Herald on Sunday

Baking in the heat

- By Jamie Morton

Frizzy hair, sweat-soaked singlets — not even the great Kiwi pavlova has been safe from this summer’s humid onslaught.

“Bad hair days, clammy hands

. . . it has just been oppressive,” said Niwa meteorolog­ist Ben Noll.

“If you’ve been in a place that doesn’t have air conditioni­ng, you will have been sweating.”

And it hasn’t just been us. Baking fans might have noticed how pavlovas, a Kiwi summer classic, have been dripping sugar.

“We call that beading,” Kiwi cooking guru Allyson Gofton said, which is when cakes leak droplets of sugar from the inside. It was more of a problem when people stored pavlovas for a day or two after baking.

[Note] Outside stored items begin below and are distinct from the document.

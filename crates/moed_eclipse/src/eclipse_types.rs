//! Types for eclipse classification, tetrads and feast alignment.

use chrono::{DateTime, NaiveDate, Utc};
use moed_calendar::FeastDay;
use moed_events::GeoPoint;
use serde::{Deserialize, Serialize};

use crate::error::EclipseError;

/// Which luminary is eclipsed.
#[derive(Debug, Clone, Copy, PartialEq, Eq, Hash, Serialize, Deserialize)]
#[serde(rename_all = "snake_case")]
pub enum EclipseKind {
    Lunar,
    Solar,
}

impl EclipseKind {
    /// Body whose altitude decides visibility: the Moon for lunar eclipses,
    /// the Sun for solar eclipses.
    pub const fn eclipsed_body(self) -> CelestialBody {
        match self {
            Self::Lunar => CelestialBody::Moon,
            Self::Solar => CelestialBody::Sun,
        }
    }
}

/// Bodies the altitude source must be able to evaluate.
#[derive(Debug, Clone, Copy, PartialEq, Eq, Hash, Serialize, Deserialize)]
#[serde(rename_all = "snake_case")]
pub enum CelestialBody {
    Sun,
    Moon,
}

/// Eclipse classification at greatest eclipse.
#[derive(Debug, Clone, Copy, PartialEq, Eq, Hash, Serialize, Deserialize)]
#[serde(rename_all = "snake_case")]
pub enum EclipseClass {
    Penumbral,
    Partial,
    Total,
    Annular,
}

/// Discrete contact markers reported by the eclipse source.
///
/// For lunar eclipses the partial markers are the umbral contacts (U1/U4)
/// and the total markers are U2/U3. For solar eclipses they are the
/// contacts of the partial, total or annular phase.
#[derive(Debug, Clone, Copy, PartialEq, Eq, Hash, Serialize, Deserialize)]
#[serde(rename_all = "snake_case")]
pub enum ContactPhase {
    PenumbralBegin,
    PartialBegin,
    TotalBegin,
    AnnularBegin,
    Maximum,
    AnnularEnd,
    TotalEnd,
    PartialEnd,
    PenumbralEnd,
}

impl ContactPhase {
    pub const fn is_total(self) -> bool {
        matches!(self, Self::TotalBegin | Self::TotalEnd)
    }

    pub const fn is_annular(self) -> bool {
        matches!(self, Self::AnnularBegin | Self::AnnularEnd)
    }

    pub const fn is_partial(self) -> bool {
        matches!(self, Self::PartialBegin | Self::PartialEnd)
    }
}

/// One contact marker at a UTC instant.
#[derive(Debug, Clone, Copy, PartialEq, Eq, Serialize, Deserialize)]
pub struct EclipseContact {
    pub instant: DateTime<Utc>,
    pub phase: ContactPhase,
}

impl EclipseContact {
    pub fn new(instant: DateTime<Utc>, phase: ContactPhase) -> Self {
        Self { instant, phase }
    }
}

/// A classified eclipse as seen from the configured observer.
#[derive(Debug, Clone, PartialEq, Serialize, Deserialize)]
pub struct EclipseEvent {
    /// Instant of greatest eclipse (UTC).
    pub date: DateTime<Utc>,
    pub kind: EclipseKind,
    pub classification: EclipseClass,
    /// True iff lunar and total.
    pub is_blood_moon: bool,
    /// Eclipsed body above the horizon at greatest eclipse.
    pub visible_from_observer: bool,
    /// Altitude of the eclipsed body at greatest eclipse, degrees.
    pub altitude_deg: f64,
    pub observer_lat: f64,
    pub observer_lon: f64,
}

impl EclipseEvent {
    pub fn new(
        date: DateTime<Utc>,
        kind: EclipseKind,
        classification: EclipseClass,
        altitude_deg: f64,
        observer: &GeoPoint,
    ) -> Self {
        Self {
            date,
            kind,
            classification,
            is_blood_moon: kind == EclipseKind::Lunar && classification == EclipseClass::Total,
            visible_from_observer: altitude_deg > 0.0,
            altitude_deg,
            observer_lat: observer.latitude_deg,
            observer_lon: observer.longitude_deg,
        }
    }

    /// UTC calendar day of greatest eclipse.
    pub fn day(&self) -> NaiveDate {
        self.date.date_naive()
    }
}

/// Four consecutive blood moons with six-month spacing.
#[derive(Debug, Clone, PartialEq, Serialize, Deserialize)]
pub struct TetradSequence {
    pub start_date: DateTime<Utc>,
    pub end_date: DateTime<Utc>,
    pub members: [EclipseEvent; 4],
    /// Gaps between consecutive members, days.
    pub gaps_days: [f64; 3],
    pub visible_count: usize,
    pub visible_fraction: f64,
}

impl TetradSequence {
    pub fn new(members: [EclipseEvent; 4]) -> Self {
        let gaps_days = [
            days_between(members[0].date, members[1].date),
            days_between(members[1].date, members[2].date),
            days_between(members[2].date, members[3].date),
        ];
        let visible_count = members.iter().filter(|e| e.visible_from_observer).count();
        Self {
            start_date: members[0].date,
            end_date: members[3].date,
            gaps_days,
            visible_count,
            visible_fraction: visible_count as f64 / members.len() as f64,
            members,
        }
    }
}

/// Fractional days from `a` to `b`.
pub fn days_between(a: DateTime<Utc>, b: DateTime<Utc>) -> f64 {
    (b - a).num_seconds() as f64 / 86_400.0
}

/// Tetrad detection settings.
#[derive(Debug, Clone, Copy, PartialEq, Serialize, Deserialize)]
#[serde(default)]
pub struct TetradConfig {
    /// Exclusive lower bound on the gap between consecutive blood moons, days.
    pub min_gap_days: f64,
    /// Exclusive upper bound on the gap between consecutive blood moons, days.
    pub max_gap_days: f64,
    /// Reject windows with an intervening non-total lunar eclipse.
    pub require_consecutive: bool,
}

impl Default for TetradConfig {
    fn default() -> Self {
        Self {
            min_gap_days: 150.0,
            max_gap_days: 210.0,
            require_consecutive: false,
        }
    }
}

impl TetradConfig {
    pub fn validate(&self) -> Result<(), EclipseError> {
        if !self.min_gap_days.is_finite() || !self.max_gap_days.is_finite() {
            return Err(EclipseError::InvalidConfig("tetrad gap bounds must be finite"));
        }
        if self.min_gap_days < 0.0 {
            return Err(EclipseError::InvalidConfig(
                "min_gap_days must not be negative",
            ));
        }
        if self.min_gap_days >= self.max_gap_days {
            return Err(EclipseError::InvalidConfig(
                "min_gap_days must be less than max_gap_days",
            ));
        }
        Ok(())
    }

    /// Whether a gap lies strictly inside the configured bounds.
    pub fn accepts_gap(&self, gap_days: f64) -> bool {
        self.min_gap_days < gap_days && gap_days < self.max_gap_days
    }
}

/// An eclipse that falls on (or next to) a feast.
#[derive(Debug, Clone, PartialEq, Serialize, Deserialize)]
pub struct FeastAlignment {
    pub eclipse: EclipseEvent,
    pub feast: FeastDay,
    /// Eclipse day minus feast start day.
    pub offset_days: i64,
}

The relentless mugginess had been a hot topic among city hairdresse­rs having to negotiate extra frizz, said Kurtis Counsell, of Auckland salon Hair Nerd.

“We are getting a lot of people with frizzy hair asking what they can do about it but it’s pretty unavoidabl­e.

“You could sell them anything with anti-frizz or anti-humidity, but when it’s as humid as it has been, it really isn’t going to do that much.”

The messy look was caused by the extra amounts of hydrogen hanging in the air, which formed bonds between the protein and water molecules in hair, making it curlier and frizzier.

Incredibly, our bodies can adapt after just a few weeks of humid weather, by better balancing our fluids and sweating more efficientl­y. But until that occurred, we found it harder to deal with mugginess than dry heat.

It was still tough to acclimatis­e to hot nights — especially for those who didn’t have air conditioni­ng, or a good fan.